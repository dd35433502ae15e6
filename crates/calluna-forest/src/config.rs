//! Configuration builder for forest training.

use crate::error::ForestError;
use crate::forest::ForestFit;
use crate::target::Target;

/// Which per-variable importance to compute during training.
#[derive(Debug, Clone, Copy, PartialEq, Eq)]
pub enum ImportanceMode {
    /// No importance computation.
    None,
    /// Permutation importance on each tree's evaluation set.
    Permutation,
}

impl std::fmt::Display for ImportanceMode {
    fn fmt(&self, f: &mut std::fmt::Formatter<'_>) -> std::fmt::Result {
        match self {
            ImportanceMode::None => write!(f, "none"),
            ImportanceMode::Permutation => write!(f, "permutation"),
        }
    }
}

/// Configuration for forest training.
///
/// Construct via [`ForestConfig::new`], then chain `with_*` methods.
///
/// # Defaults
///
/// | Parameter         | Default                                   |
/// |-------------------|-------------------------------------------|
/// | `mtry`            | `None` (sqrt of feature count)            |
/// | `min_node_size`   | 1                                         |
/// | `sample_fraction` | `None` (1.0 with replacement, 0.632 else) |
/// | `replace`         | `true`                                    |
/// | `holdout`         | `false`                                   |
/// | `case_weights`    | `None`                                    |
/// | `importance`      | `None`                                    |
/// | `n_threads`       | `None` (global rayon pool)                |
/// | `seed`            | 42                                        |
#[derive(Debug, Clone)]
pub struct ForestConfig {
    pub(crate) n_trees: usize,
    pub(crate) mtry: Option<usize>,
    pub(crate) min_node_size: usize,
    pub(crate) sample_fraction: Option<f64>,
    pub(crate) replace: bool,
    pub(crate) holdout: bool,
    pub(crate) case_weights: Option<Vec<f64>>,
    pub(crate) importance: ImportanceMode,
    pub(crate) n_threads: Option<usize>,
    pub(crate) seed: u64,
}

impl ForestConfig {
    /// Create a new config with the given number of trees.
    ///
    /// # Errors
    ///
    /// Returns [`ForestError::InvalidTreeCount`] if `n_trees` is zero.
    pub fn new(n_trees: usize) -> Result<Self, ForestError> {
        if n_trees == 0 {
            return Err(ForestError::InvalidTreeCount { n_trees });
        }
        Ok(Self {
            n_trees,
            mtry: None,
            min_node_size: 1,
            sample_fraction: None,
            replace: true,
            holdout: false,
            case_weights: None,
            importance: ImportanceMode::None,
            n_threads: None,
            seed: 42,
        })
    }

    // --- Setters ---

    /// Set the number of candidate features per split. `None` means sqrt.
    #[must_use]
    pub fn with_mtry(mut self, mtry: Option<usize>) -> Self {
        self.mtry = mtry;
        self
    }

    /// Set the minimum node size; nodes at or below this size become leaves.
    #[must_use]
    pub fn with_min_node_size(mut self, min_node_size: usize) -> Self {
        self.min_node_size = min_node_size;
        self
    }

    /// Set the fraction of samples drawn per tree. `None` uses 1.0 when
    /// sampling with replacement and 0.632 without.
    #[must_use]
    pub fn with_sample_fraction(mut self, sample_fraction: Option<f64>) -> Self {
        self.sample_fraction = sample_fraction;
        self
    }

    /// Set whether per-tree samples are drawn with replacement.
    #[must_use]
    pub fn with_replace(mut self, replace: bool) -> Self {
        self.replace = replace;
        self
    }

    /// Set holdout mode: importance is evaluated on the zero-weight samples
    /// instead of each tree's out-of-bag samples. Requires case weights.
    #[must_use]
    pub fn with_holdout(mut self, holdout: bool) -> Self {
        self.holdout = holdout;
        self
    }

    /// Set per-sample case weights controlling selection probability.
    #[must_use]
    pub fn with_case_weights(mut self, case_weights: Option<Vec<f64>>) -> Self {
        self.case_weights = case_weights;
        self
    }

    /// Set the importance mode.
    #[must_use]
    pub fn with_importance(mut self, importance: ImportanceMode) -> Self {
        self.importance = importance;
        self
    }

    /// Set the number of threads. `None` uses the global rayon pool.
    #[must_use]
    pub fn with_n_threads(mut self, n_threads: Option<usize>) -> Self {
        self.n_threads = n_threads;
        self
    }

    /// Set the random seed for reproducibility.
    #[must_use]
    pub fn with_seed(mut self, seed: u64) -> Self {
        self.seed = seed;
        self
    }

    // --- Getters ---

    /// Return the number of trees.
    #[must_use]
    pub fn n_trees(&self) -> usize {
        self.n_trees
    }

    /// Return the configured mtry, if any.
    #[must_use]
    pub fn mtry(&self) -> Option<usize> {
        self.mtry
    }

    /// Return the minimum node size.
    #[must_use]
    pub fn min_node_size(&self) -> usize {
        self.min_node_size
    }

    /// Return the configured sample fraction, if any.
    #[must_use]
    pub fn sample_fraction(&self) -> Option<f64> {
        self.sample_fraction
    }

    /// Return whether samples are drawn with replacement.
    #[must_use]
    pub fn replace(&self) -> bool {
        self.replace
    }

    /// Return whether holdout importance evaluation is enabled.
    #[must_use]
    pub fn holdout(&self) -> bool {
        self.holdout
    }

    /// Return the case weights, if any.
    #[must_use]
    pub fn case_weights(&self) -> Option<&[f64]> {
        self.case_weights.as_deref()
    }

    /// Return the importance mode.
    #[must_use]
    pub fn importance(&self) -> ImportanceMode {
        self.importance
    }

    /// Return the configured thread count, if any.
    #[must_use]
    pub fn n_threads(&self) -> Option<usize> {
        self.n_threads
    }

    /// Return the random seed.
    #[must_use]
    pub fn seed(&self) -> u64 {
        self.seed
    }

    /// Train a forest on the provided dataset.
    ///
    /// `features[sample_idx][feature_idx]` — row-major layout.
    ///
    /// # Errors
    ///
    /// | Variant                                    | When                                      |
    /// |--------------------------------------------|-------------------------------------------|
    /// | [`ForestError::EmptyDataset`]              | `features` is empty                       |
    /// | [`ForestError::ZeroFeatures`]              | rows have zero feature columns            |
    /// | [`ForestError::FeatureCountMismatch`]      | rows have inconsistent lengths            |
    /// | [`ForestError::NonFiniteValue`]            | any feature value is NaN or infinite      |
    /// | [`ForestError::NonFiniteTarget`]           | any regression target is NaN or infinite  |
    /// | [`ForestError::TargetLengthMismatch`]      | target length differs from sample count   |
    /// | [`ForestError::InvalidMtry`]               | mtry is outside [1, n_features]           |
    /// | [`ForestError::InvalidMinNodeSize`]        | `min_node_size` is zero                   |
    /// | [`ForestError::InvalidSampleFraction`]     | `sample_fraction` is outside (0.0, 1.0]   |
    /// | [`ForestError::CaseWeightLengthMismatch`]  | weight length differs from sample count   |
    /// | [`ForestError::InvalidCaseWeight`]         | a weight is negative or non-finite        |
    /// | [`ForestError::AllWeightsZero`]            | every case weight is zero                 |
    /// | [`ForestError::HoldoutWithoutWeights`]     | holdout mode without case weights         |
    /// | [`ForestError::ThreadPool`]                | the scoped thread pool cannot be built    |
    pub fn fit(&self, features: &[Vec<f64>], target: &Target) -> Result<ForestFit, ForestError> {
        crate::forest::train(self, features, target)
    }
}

**What is expected:** Would you copy every line from the listing above that has the string "sqrt" in it?

**Answer box:**
/// | `mtry`            | `None` (sqrt of feature count)            |
    /// Set the number of candidate features per split. `None` means sqrt.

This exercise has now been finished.